I think the worst part is, again in hindsight, that people in the church turned a blind eye. I want it to be clear first before I delve into this; I love the Savior. I love the gospel. My spiritual connection with the heavens saved me and brought me through the darkest times. My testimony will never falter. However, the gospel and the people of the church are two separate entities. My ex is part of a long standing, well "respected" family within the area. Many people knew him growing up and knew his family for years before I even stepped into the picture. And so, when I was painted as a villain, they accepted it. Why wouldn't they? If these people they knew so well said so, then clearly I was. This blind eye fed my abusers. Because I wasn't a decent person, I could clearly lie about the way I was being treated or felt. Instead of seeing the way I was spoken of as the abuse it was, they allowed and even accepted it. When the divorce came, they didn't want to know the truth in that my ex had adulterated with barely legal young men, multiple of them, that he had a bestiality deviancy, that he'd delved deeply into a shady crowd known for their sexual "openness" of all varieties and would go to parties where he would drink until he passed out. No, it was my fault we got divorced. Because I wasn't a good enough wife and I drove him to madness. His choices were to be made accountable to me because I forced him to make them... apparently. And thus, the abuser taught those around him to abuse me as well.
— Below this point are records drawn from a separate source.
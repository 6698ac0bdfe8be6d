//! Application configuration for the civiclab TUI.
//!
//! A small JSON file describes the session, the site the links point to, the
//! collaborators to use for storage and contact delivery, and the project the
//! contact and upload components are bound to. The file lives in the standard
//! configuration directory (`~/.config/civiclab/config.json` on most
//! platforms) unless `CIVICLAB_CONFIG_PATH` or an explicit path says otherwise.

use std::env;
use std::fs;
use std::path::{Path, PathBuf};
use std::sync::Arc;

use civiclab_types::{FileInfo, ProjectDetails};
use dirs_next::{config_dir, data_dir};
use serde::{Deserialize, Serialize};
use thiserror::Error;
use tracing::debug;

use crate::contact::{ContactError, ContactMessenger, HttpContactMessenger, LoggingContactMessenger};
use crate::expand_tilde;
use crate::session::SessionSnapshot;
use crate::storage::{FileStorage, HttpFileStorage, LocalDirectoryStorage, StorageError};
use crate::tag_catalog::{CatalogError, TagCatalog};

/// Environment variable allowing callers to override the config file path.
pub const CONFIG_PATH_ENV: &str = "CIVICLAB_CONFIG_PATH";

/// Default filename for the JSON payload.
pub const CONFIG_FILE_NAME: &str = "config.json";

/// Hidden form field id used when the config does not name one.
pub const DEFAULT_FILE_FIELD_ID: &str = "project_files";

/// Error surfaced when reading the configuration fails.
#[derive(Debug, Error)]
pub enum ConfigError {
    /// I/O failure other than a missing file.
    #[error("failed to read config {path}: {source}")]
    Io {
        path: PathBuf,
        #[source]
        source: std::io::Error,
    },
    /// The file exists but is not valid configuration JSON.
    #[error("failed to parse config {path}: {source}")]
    Parse {
        path: PathBuf,
        #[source]
        source: serde_json::Error,
    },
}

/// Where uploaded files go.
#[derive(Debug, Clone, PartialEq, Eq, Serialize, Deserialize)]
#[serde(tag = "kind", rename_all = "snake_case")]
pub enum StorageConfig {
    Local { directory: PathBuf },
    Http { endpoint: String },
}

impl Default for StorageConfig {
    fn default() -> Self {
        let directory = data_dir()
            .unwrap_or_else(|| PathBuf::from("."))
            .join("civiclab")
            .join("storage");
        StorageConfig::Local { directory }
    }
}

/// Persisted configuration values. Every field has a default so partial files are accepted.
#[derive(Debug, Clone, PartialEq, Eq, Serialize, Deserialize)]
#[serde(default)]
pub struct AppConfig {
    /// Root of the public site, used to build navigation links.
    pub site_base_url: String,
    pub session: SessionSnapshot,
    pub storage: StorageConfig,
    /// Base endpoint for contact messages; messages are only logged when unset.
    pub contact_endpoint: Option<String>,
    /// Project the contact button and file list are bound to.
    pub project: Option<ProjectDetails>,
    /// Files already attached to the project.
    pub files: Vec<FileInfo>,
    /// Id of the hidden form field holding the serialized file list.
    pub file_field_id: String,
    /// Alternate tag catalog; the embedded catalog is used when unset.
    pub tags_path: Option<PathBuf>,
    /// Preferred theme id.
    pub theme: Option<String>,
}

impl Default for AppConfig {
    fn default() -> Self {
        Self {
            site_base_url: "http://localhost:8000".to_string(),
            session: SessionSnapshot::default(),
            storage: StorageConfig::default(),
            contact_endpoint: None,
            project: None,
            files: Vec::new(),
            file_field_id: DEFAULT_FILE_FIELD_ID.to_string(),
            tags_path: None,
            theme: None,
        }
    }
}

impl AppConfig {
    pub fn build_storage(&self) -> Result<Arc<dyn FileStorage>, StorageError> {
        Ok(match &self.storage {
            StorageConfig::Local { directory } => Arc::new(LocalDirectoryStorage::new(directory.clone())),
            StorageConfig::Http { endpoint } => Arc::new(HttpFileStorage::new(endpoint)?),
        })
    }

    pub fn build_contact_messenger(&self) -> Result<Arc<dyn ContactMessenger>, ContactError> {
        Ok(match self.contact_endpoint.as_deref() {
            Some(endpoint) => Arc::new(HttpContactMessenger::new(endpoint)?),
            None => Arc::new(LoggingContactMessenger),
        })
    }

    pub fn load_tags(&self) -> Result<TagCatalog, CatalogError> {
        match self.tags_path.as_deref() {
            Some(path) => TagCatalog::from_path(&expand_tilde(&path.to_string_lossy())),
            None => TagCatalog::embedded(),
        }
    }
}

/// Configuration plus the path it was resolved from.
#[derive(Debug, Clone)]
pub struct LoadedConfig {
    pub path: PathBuf,
    pub config: AppConfig,
    /// `false` when no file existed and defaults were used.
    pub from_file: bool,
}

/// Resolve the config path: explicit override, then the environment, then the config dir.
pub fn resolve_config_path(explicit: Option<&Path>) -> PathBuf {
    if let Some(path) = explicit {
        return expand_tilde(&path.to_string_lossy());
    }
    if let Ok(path) = env::var(CONFIG_PATH_ENV) {
        let trimmed = path.trim();
        if !trimmed.is_empty() {
            return expand_tilde(trimmed);
        }
    }

    config_dir()
        .unwrap_or_else(|| PathBuf::from("."))
        .join("civiclab")
        .join(CONFIG_FILE_NAME)
}

/// Load configuration. A missing file yields defaults; anything else that goes wrong is an error.
pub fn load_config(explicit: Option<&Path>) -> Result<LoadedConfig, ConfigError> {
    let path = resolve_config_path(explicit);
    match fs::read_to_string(&path) {
        Ok(data) => {
            let config = serde_json::from_str(&data).map_err(|source| ConfigError::Parse {
                path: path.clone(),
                source,
            })?;
            debug!(path = %path.display(), "loaded configuration");
            Ok(LoadedConfig {
                path,
                config,
                from_file: true,
            })
        }
        Err(error) if error.kind() == std::io::ErrorKind::NotFound => {
            debug!(path = %path.display(), "no configuration file; using defaults");
            Ok(LoadedConfig {
                path,
                config: AppConfig::default(),
                from_file: false,
            })
        }
        Err(source) => Err(ConfigError::Io { path, source }),
    }
}

#[cfg(test)]
mod tests {
    use super::*;
    use crate::session::CurrentUser;

    #[test]
    fn missing_file_yields_defaults() {
        let dir = tempfile::tempdir().expect("temp dir");
        let path = dir.path().join("absent.json");

        let loaded = load_config(Some(&path)).expect("defaults");
        assert!(!loaded.from_file);
        assert_eq!(loaded.config, AppConfig::default());
        assert_eq!(loaded.config.file_field_id, DEFAULT_FILE_FIELD_ID);
    }

    #[test]
    fn partial_file_fills_in_defaults() {
        let dir = tempfile::tempdir().expect("temp dir");
        let path = dir.path().join("config.json");
        fs::write(
            &path,
            r#"{
                "session": { "logged_in": true, "email_verified": true, "user_id": 8 },
                "project": { "project_id": 2, "project_creator": 1, "project_claimed": true },
                "storage": { "kind": "http", "endpoint": "https://files.example.org/bucket" }
            }"#,
        )
        .expect("write config");

        let loaded = load_config(Some(&path)).expect("config parses");
        assert!(loaded.from_file);
        assert!(loaded.config.session.is_email_verified());
        assert_eq!(loaded.config.project.as_ref().map(|p| p.project_id), Some(2));
        assert_eq!(
            loaded.config.storage,
            StorageConfig::Http {
                endpoint: "https://files.example.org/bucket".to_string()
            }
        );
        assert!(loaded.config.files.is_empty());
        assert!(loaded.config.build_storage().is_ok());
    }

    #[test]
    fn malformed_file_is_an_error_naming_the_path() {
        let dir = tempfile::tempdir().expect("temp dir");
        let path = dir.path().join("config.json");
        fs::write(&path, "{ \"session\": ").expect("write config");

        let error = load_config(Some(&path)).expect_err("malformed config");
        assert!(matches!(error, ConfigError::Parse { .. }));
        assert!(error.to_string().contains("config.json"));
    }

    #[test]
    fn environment_override_is_used_without_explicit_path() {
        let dir = tempfile::tempdir().expect("temp dir");
        let path = dir.path().join("from-env.json");
        fs::write(&path, r#"{ "file_field_id": "attachments" }"#).expect("write config");

        temp_env::with_var(CONFIG_PATH_ENV, Some(path.to_string_lossy().as_ref()), || {
            assert_eq!(resolve_config_path(None), path);
            let loaded = load_config(None).expect("config parses");
            assert_eq!(loaded.config.file_field_id, "attachments");
        });
    }

    #[test]
    fn explicit_path_beats_environment() {
        let explicit = PathBuf::from("/tmp/explicit-civiclab.json");
        temp_env::with_var(CONFIG_PATH_ENV, Some("/tmp/env-civiclab.json"), || {
            assert_eq!(resolve_config_path(Some(&explicit)), explicit);
        });
    }
}
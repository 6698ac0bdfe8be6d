//! Navigation targets for buttons that leave the current view.

use civiclab_types::Section;
use thiserror::Error;
use url::Url;

#[derive(Debug, Error)]
pub enum UrlError {
    #[error("invalid site base URL '{input}': {source}")]
    Parse {
        input: String,
        #[source]
        source: url::ParseError,
    },
    #[error("site base URL '{0}' cannot carry a path")]
    NotABase(String),
}

/// URL builder rooted at the site's base URL.
#[derive(Debug, Clone, PartialEq, Eq)]
pub struct SiteLinks {
    index: Url,
    login: Url,
}

impl SiteLinks {
    pub fn new(base: &str) -> Result<Self, UrlError> {
        let trimmed = base.trim();
        let mut root = Url::parse(trimmed).map_err(|source| UrlError::Parse {
            input: trimmed.to_string(),
            source,
        })?;
        if root.cannot_be_a_base() {
            return Err(UrlError::NotABase(trimmed.to_string()));
        }
        if !root.path().ends_with('/') {
            let path = format!("{}/", root.path());
            root.set_path(&path);
        }
        root.set_query(None);
        root.set_fragment(None);

        let join = |relative: &str| {
            root.join(relative).map_err(|source| UrlError::Parse {
                input: trimmed.to_string(),
                source,
            })
        };
        Ok(Self {
            index: join("index/")?,
            login: join("login")?,
        })
    }

    /// `<base>/index/?section=<Section>&<key>=<value>...`
    pub fn section(&self, section: Section, params: &[(&str, &str)]) -> String {
        let mut url = self.index.clone();
        {
            let mut query = url.query_pairs_mut();
            query.append_pair("section", section.as_str());
            for (key, value) in params {
                query.append_pair(key, value);
            }
        }
        url.into()
    }

    /// Sign-in page.
    pub fn login(&self) -> String {
        self.login.to_string()
    }
}

#[cfg(test)]
mod tests {
    use super::*;

    #[test]
    fn section_url_carries_section_and_params() {
        let links = SiteLinks::new("https://civic.example.org").expect("valid base");
        assert_eq!(
            links.section(Section::EditProject, &[("id", "7")]),
            "https://civic.example.org/index/?section=EditProject&id=7"
        );
        assert_eq!(
            links.section(Section::FindProjects, &[]),
            "https://civic.example.org/index/?section=FindProjects"
        );
    }

    #[test]
    fn base_path_prefix_is_preserved() {
        let links = SiteLinks::new("https://civic.example.org/app?x=1").expect("valid base");
        assert_eq!(links.login(), "https://civic.example.org/app/login");
        assert_eq!(
            links.section(Section::AboutProject, &[("id", "3")]),
            "https://civic.example.org/app/index/?section=AboutProject&id=3"
        );
    }

    #[test]
    fn query_values_are_encoded() {
        let links = SiteLinks::new("https://civic.example.org/").expect("valid base");
        let url = links.section(Section::FindProjects, &[("keyword", "food & shelter")]);
        assert_eq!(url, "https://civic.example.org/index/?section=FindProjects&keyword=food+%26+shelter");
    }

    #[test]
    fn rejects_unusable_bases() {
        assert!(matches!(SiteLinks::new("not a url"), Err(UrlError::Parse { .. })));
        assert!(matches!(SiteLinks::new("mailto:team@example.org"), Err(UrlError::NotABase(_))));
    }
}
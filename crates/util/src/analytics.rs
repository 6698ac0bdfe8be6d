//! Thin analytics wrapper.
//!
//! Call sites receive a [`Metrics`] handle carrying an injected
//! [`AnalyticsSink`]; nothing here reaches for a global client.

use std::sync::{Arc, Mutex};

use civiclab_types::{TagCategory, TagDefinition};
use serde_json::{Map, Value, json};
use tracing::{debug, info};

/// Event name for a contact message sent to a project owner.
pub const USER_CONTACTED_PROJECT_OWNER: &str = "UserContactedProjectOwner";

pub type EventParams = Map<String, Value>;

/// Destination for analytics events.
pub trait AnalyticsSink: Send + Sync {
    fn log_event(&self, name: &str, params: Option<&EventParams>);
}

/// Records events as structured log lines.
#[derive(Debug, Default, Clone, Copy)]
pub struct TracingAnalyticsSink;

impl AnalyticsSink for TracingAnalyticsSink {
    fn log_event(&self, name: &str, params: Option<&EventParams>) {
        let params = params.map(|p| Value::Object(p.clone())).unwrap_or(Value::Null);
        info!(target: "civiclab::analytics", event = %name, params = %params, "analytics event");
    }
}

/// A logged event kept by [`MemoryAnalyticsSink`].
#[derive(Debug, Clone, PartialEq)]
pub struct RecordedEvent {
    pub name: String,
    pub params: Option<EventParams>,
}

/// Keeps events in memory, for embedding hosts that forward them in batches.
#[derive(Debug, Default)]
pub struct MemoryAnalyticsSink {
    events: Mutex<Vec<RecordedEvent>>,
}

impl MemoryAnalyticsSink {
    pub fn events(&self) -> Vec<RecordedEvent> {
        self.events.lock().expect("analytics lock poisoned").clone()
    }
}

impl AnalyticsSink for MemoryAnalyticsSink {
    fn log_event(&self, name: &str, params: Option<&EventParams>) {
        self.events.lock().expect("analytics lock poisoned").push(RecordedEvent {
            name: name.to_string(),
            params: params.cloned(),
        });
    }
}

/// Event emitted when a tag filter of the given category is added.
pub fn tag_filter_event_name(category: TagCategory) -> Option<&'static str> {
    match category {
        TagCategory::Issues => Some("addIssueAreaTag"),
        TagCategory::TechnologiesUsed => Some("addTechUsedTag"),
        TagCategory::Role => Some("addOpenRoleTag"),
        TagCategory::Organization | TagCategory::ProjectStage => None,
    }
}

/// Analytics client handed to call sites.
#[derive(Clone)]
pub struct Metrics {
    sink: Arc<dyn AnalyticsSink>,
}

impl std::fmt::Debug for Metrics {
    fn fmt(&self, f: &mut std::fmt::Formatter<'_>) -> std::fmt::Result {
        f.write_str("Metrics")
    }
}

impl Metrics {
    pub fn new(sink: Arc<dyn AnalyticsSink>) -> Self {
        Self { sink }
    }

    pub fn add_tag_filter_event(&self, tag: &TagDefinition) {
        let Some(event) = tag_filter_event_name(tag.category) else {
            debug!(category = %tag.category, tag = %tag.tag_name, "no analytics event for tag category");
            return;
        };
        let mut params = EventParams::new();
        params.insert("tagName".to_string(), json!(tag.tag_name));
        self.sink.log_event(event, Some(&params));
    }

    pub fn log_user_contacted_project_owner(&self, user_id: u64, project_id: u64) {
        let mut params = EventParams::new();
        params.insert("userId".to_string(), json!(user_id));
        params.insert("projectId".to_string(), json!(project_id));
        self.sink.log_event(USER_CONTACTED_PROJECT_OWNER, Some(&params));
    }
}

#[cfg(test)]
mod tests {
    use super::*;

    fn tag(name: &str, category: TagCategory) -> TagDefinition {
        TagDefinition {
            tag_name: name.to_string(),
            display_name: name.to_string(),
            category,
            subcategory: None,
        }
    }

    #[test]
    fn tag_filter_events_follow_category_table() {
        let sink = Arc::new(MemoryAnalyticsSink::default());
        let metrics = Metrics::new(sink.clone());

        metrics.add_tag_filter_event(&tag("housing", TagCategory::Issues));
        metrics.add_tag_filter_event(&tag("rust", TagCategory::TechnologiesUsed));
        metrics.add_tag_filter_event(&tag("designer", TagCategory::Role));

        let names: Vec<String> = sink.events().into_iter().map(|e| e.name).collect();
        assert_eq!(names, ["addIssueAreaTag", "addTechUsedTag", "addOpenRoleTag"]);

        let first = &sink.events()[0];
        assert_eq!(first.params.as_ref().and_then(|p| p.get("tagName")), Some(&json!("housing")));
    }

    #[test]
    fn unmapped_categories_emit_nothing() {
        let sink = Arc::new(MemoryAnalyticsSink::default());
        let metrics = Metrics::new(sink.clone());

        metrics.add_tag_filter_event(&tag("nonprofit", TagCategory::Organization));
        metrics.add_tag_filter_event(&tag("prototype", TagCategory::ProjectStage));

        assert!(sink.events().is_empty());
    }

    #[test]
    fn contact_event_carries_user_and_project() {
        let sink = Arc::new(MemoryAnalyticsSink::default());
        let metrics = Metrics::new(sink.clone());

        metrics.log_user_contacted_project_owner(4, 19);

        let events = sink.events();
        assert_eq!(events.len(), 1);
        assert_eq!(events[0].name, USER_CONTACTED_PROJECT_OWNER);
        let params = events[0].params.as_ref().expect("params present");
        assert_eq!(params["userId"], json!(4));
        assert_eq!(params["projectId"], json!(19));
    }
}
use civiclab_types::{Effect, Msg};
use crossterm::event::{KeyCode, KeyEvent, MouseButton, MouseEvent, MouseEventKind};
use ratatui::Frame;
use ratatui::layout::{Constraint, Layout, Position, Rect};
use ratatui::text::{Line, Span};
use ratatui::widgets::{Borders, Paragraph, Wrap};

use crate::app::App;
use crate::ui::components::Component;
use crate::ui::theme::theme_helpers::{ButtonRenderOptions, block_with_severity, build_hint_spans, render_button};

const BUTTON_WIDTH: u16 = 12;
const BUTTON_SPACER: u16 = 2;

fn answer(value: bool) -> Vec<Effect> {
    vec![Effect::CloseModal, Effect::SendMsg(Msg::ConfirmationAnswered(value))]
}

#[derive(Default, Debug, Clone)]
pub struct ConfirmationModal {
    button_areas: Vec<Rect>,
}

impl Component for ConfirmationModal {
    fn handle_key_events(&mut self, app: &mut App, key: KeyEvent) -> Vec<Effect> {
        match key.code {
            KeyCode::Tab | KeyCode::Right => {
                app.focus.next();
                Vec::new()
            }
            KeyCode::BackTab | KeyCode::Left => {
                app.focus.prev();
                Vec::new()
            }
            KeyCode::Enter | KeyCode::Char(' ') => match app.confirmation_modal_state.focused_button() {
                Some(button) => answer(button.answer),
                None => Vec::new(),
            },
            KeyCode::Char('y') | KeyCode::Char('Y') => answer(true),
            KeyCode::Char('n') | KeyCode::Char('N') | KeyCode::Esc => answer(false),
            _ => Vec::new(),
        }
    }

    fn handle_mouse_events(&mut self, app: &mut App, mouse: MouseEvent) -> Vec<Effect> {
        let MouseEvent { kind, column, row, .. } = mouse;
        if kind != MouseEventKind::Down(MouseButton::Left) {
            return Vec::new();
        }
        let position = Position::new(column, row);
        self.button_areas
            .iter()
            .position(|area| area.contains(position))
            .and_then(|index| app.confirmation_modal_state.buttons().get(index))
            .map(|button| answer(button.answer))
            .unwrap_or_default()
    }

    fn render(&mut self, frame: &mut Frame, rect: Rect, app: &mut App) {
        let theme = &*app.ctx.theme;
        let state = &app.confirmation_modal_state;
        let block = block_with_severity(theme, state.severity(), state.title());
        let inner = block.inner(rect);
        frame.render_widget(&block, rect);

        let [message_rect, _, button_rect, ..] = self.get_preferred_layout(app, inner)[..] else {
            return;
        };

        if let Some(message) = state.message() {
            let lines: Vec<Line> = message.lines().map(|line| Line::from(Span::raw(line.to_string()))).collect();
            frame.render_widget(
                Paragraph::new(lines).style(theme.text_primary_style()).wrap(Wrap { trim: false }),
                message_rect,
            );
        }

        let mut button_areas = Vec::with_capacity(state.buttons().len());
        for (i, button) in state.buttons().iter().enumerate() {
            let offset = i as u16 * (BUTTON_WIDTH + BUTTON_SPACER);
            let area = Rect::new(button_rect.x + offset, button_rect.y, BUTTON_WIDTH, button_rect.height).intersection(button_rect);
            render_button(
                frame,
                area,
                &button.label,
                theme,
                ButtonRenderOptions::new(true, state.is_button_focused(i), false, Borders::ALL),
            );
            button_areas.push(area);
        }
        self.button_areas = button_areas;
    }

    fn get_hint_spans(&self, app: &App) -> Vec<Span<'_>> {
        build_hint_spans(
            &*app.ctx.theme,
            &[("Tab/Shift+Tab", " Focus "), ("Enter", " Choose "), ("Y/N", " Answer "), ("Esc", " Cancel")],
        )
    }

    fn get_preferred_layout(&self, app: &App, area: Rect) -> Vec<Rect> {
        let has_message = app.confirmation_modal_state.message().is_some();
        Layout::vertical([
            Constraint::Min(if has_message { 1 } else { 0 }), // Message
            Constraint::Length(1),                            // Spacer
            Constraint::Length(3),                            // Buttons
        ])
        .split(area)
        .to_vec()
    }
}
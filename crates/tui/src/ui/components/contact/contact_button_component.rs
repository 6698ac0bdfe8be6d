use civiclab_types::Effect;
use crossterm::event::{KeyCode, KeyEvent, MouseButton, MouseEvent, MouseEventKind};
use ratatui::{
    Frame,
    layout::{Constraint, Layout, Position, Rect},
    text::Span,
    widgets::{Borders, Paragraph, Wrap},
};

use super::state::ContactButtonView;
use crate::app::App;
use crate::ui::components::Component;
use crate::ui::theme::theme_helpers::{ButtonRenderOptions, build_hint_spans, render_button};

/// The contact/sign-in/edit button with its explanatory title underneath.
#[derive(Debug, Default, Clone)]
pub struct ContactButtonComponent {
    button_area: Rect,
}

impl Component for ContactButtonComponent {
    fn handle_key_events(&mut self, app: &mut App, key: KeyEvent) -> Vec<Effect> {
        match key.code {
            KeyCode::Enter | KeyCode::Char(' ') => app.contact_button.activate(),
            _ => Vec::new(),
        }
    }

    fn handle_mouse_events(&mut self, app: &mut App, mouse: MouseEvent) -> Vec<Effect> {
        if mouse.kind != MouseEventKind::Down(MouseButton::Left) || !self.button_area.contains(Position::new(mouse.column, mouse.row)) {
            return Vec::new();
        }
        app.focus.focus(&app.contact_button.focus);
        app.contact_button.activate()
    }

    fn render(&mut self, frame: &mut Frame, rect: Rect, app: &mut App) {
        let view = app.contact_button.view();
        if matches!(view, ContactButtonView::Hidden) {
            self.button_area = Rect::default();
            return;
        }
        let theme = &*app.ctx.theme;
        let [button_rect, title_rect, ..] = self.get_preferred_layout(app, rect)[..] else {
            return;
        };

        render_button(
            frame,
            button_rect,
            view.label(),
            theme,
            ButtonRenderOptions::new(view.is_enabled(), app.contact_button.focus.get(), false, Borders::ALL),
        );
        if let Some(title) = view.title() {
            frame.render_widget(Paragraph::new(title).style(theme.text_muted_style()).wrap(Wrap { trim: true }), title_rect);
        }

        self.button_area = button_rect;
        app.contact_button.set_area(button_rect);
    }

    fn get_hint_spans(&self, app: &App) -> Vec<Span<'_>> {
        let action = match app.contact_button.view() {
            ContactButtonView::SignIn { .. } => " Sign in ",
            ContactButtonView::EditProject { .. } => " Edit project ",
            ContactButtonView::ContactProject { .. } => " Write to owner ",
            ContactButtonView::Hidden => return Vec::new(),
        };
        build_hint_spans(&*app.ctx.theme, &[("Enter", action)])
    }

    fn get_preferred_layout(&self, app: &App, area: Rect) -> Vec<Rect> {
        let width = (app.contact_button.view().label().len() as u16 + 6).min(area.width);
        let rows = Layout::vertical([Constraint::Length(3), Constraint::Min(0)]).split(area);
        vec![Rect { width, ..rows[0] }, rows[1]]
    }
}
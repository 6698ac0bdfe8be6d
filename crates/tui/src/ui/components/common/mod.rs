pub mod confirmation_modal;
pub mod text_input;

pub use confirmation_modal::{ConfirmationModal, ConfirmationModalOpts, ConfirmationModalState};
pub use text_input::TextInputState;
//! HTTP route handlers for the storefront.
//!
//! # Route Structure
//!
//! ```text
//! GET  /          - Home page (product showcase, location banner)
//! GET  /health    - Health check
//!
//! # Auth
//! GET  /signup    - Signup page
//! POST /signup    - Signup action
//! GET  /login     - Login page
//! POST /login     - Login action
//! GET  /logout    - Logout action (requires auth)
//!
//! # Booking (requires auth)
//! GET  /agendar   - Booking form and the user's bookings
//! POST /agendar   - Book an appointment
//! ```

pub mod auth;
pub mod home;
pub mod schedule;

use axum::{Form, Router, extract::rejection::FormRejection, routing::get};

use crate::state::AppState;

/// Create all routes for the storefront.
pub fn routes() -> Router<AppState> {
    Router::new()
        .route("/", get(home::home))
        .route("/signup", get(auth::signup_page).post(auth::signup))
        .route("/login", get(auth::login_page).post(auth::login))
        .route("/logout", get(auth::logout))
        .route(
            "/agendar",
            get(schedule::schedule_page).post(schedule::schedule),
        )
        .route("/health", get(health))
}

/// Unwrap a submitted form, treating an unreadable body as an empty form.
///
/// A missing or wrong `Content-Type` then gets the same flash and re-render
/// as blank fields instead of a bare 415.
pub(crate) fn form_or_default<T: Default>(form: Result<Form<T>, FormRejection>) -> T {
    match form {
        Ok(Form(form)) => form,
        Err(rejection) => {
            tracing::info!(error = %rejection, "Unreadable form submission");
            T::default()
        }
    }
}

/// Liveness health check endpoint.
///
/// Returns "ok" if the server is running.
async fn health() -> &'static str {
    "ok"
}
Although, not all church members fell for this. My ward rallied around me. I have received such support and love from my ward I can't fully express the gratitude I feel for being placed among these wonderful people. And the best part? They watched me transform after the separation and saw the real me emerge. They told me they loved and admired the real me. After years of being told how worthless and ugly I was, this brought me back to life. 

Although I still see the scars from the abuse, I know I am healing. My children also still suffer from the abuse they witnessed their father dish out on their mother and I struggle everyday to overcome the damage done to them, especially my oldest. He abused them too, not as much as me, but the abuse of me caused them considerable damage that will take me years to repair and may never completely go away. Nevertheless, I am grateful for a watchful Father in Heaven and Savior who have taken care of me and my girls and have broken us free of our bondage. They protected us through the divorce, and continue to protect us now.

I am so glad I am back to being me. Except, I feel stronger. Fear has been driven out. I can see nothing but hope for my future, all because I'm a survivor. I speak out because no woman deserves to feel the way I did. We were married in the temple, and so I clung to that for dear life, fighting even when my ex made it abundantly clear he'd prefer to break me than love me. Just because I married him in the temple, it didn't mean I had to stick around. The Savior taught me that. He told me to get out and gave me an escape, then promised me my temple covenants remained in tact. The Lord loves his daughters. When we are mistreated He grieves, and when we are abused His heart breaks and He wants to break us free. I am so glad I accepted His hand to liberate me.

Abuse isn't always beatings. I speak up because I want people to see this invisible abuse. When a woman becomes quieter, when her husband and/or his family speak badly about her, when she seems sad more than she's happy, when her husband always seems to speak for her or over her, these are some of the signs. I experienced them. I survived them.

I am not a victim. I am a survivor of emotional abuse at the hands of a narcissist.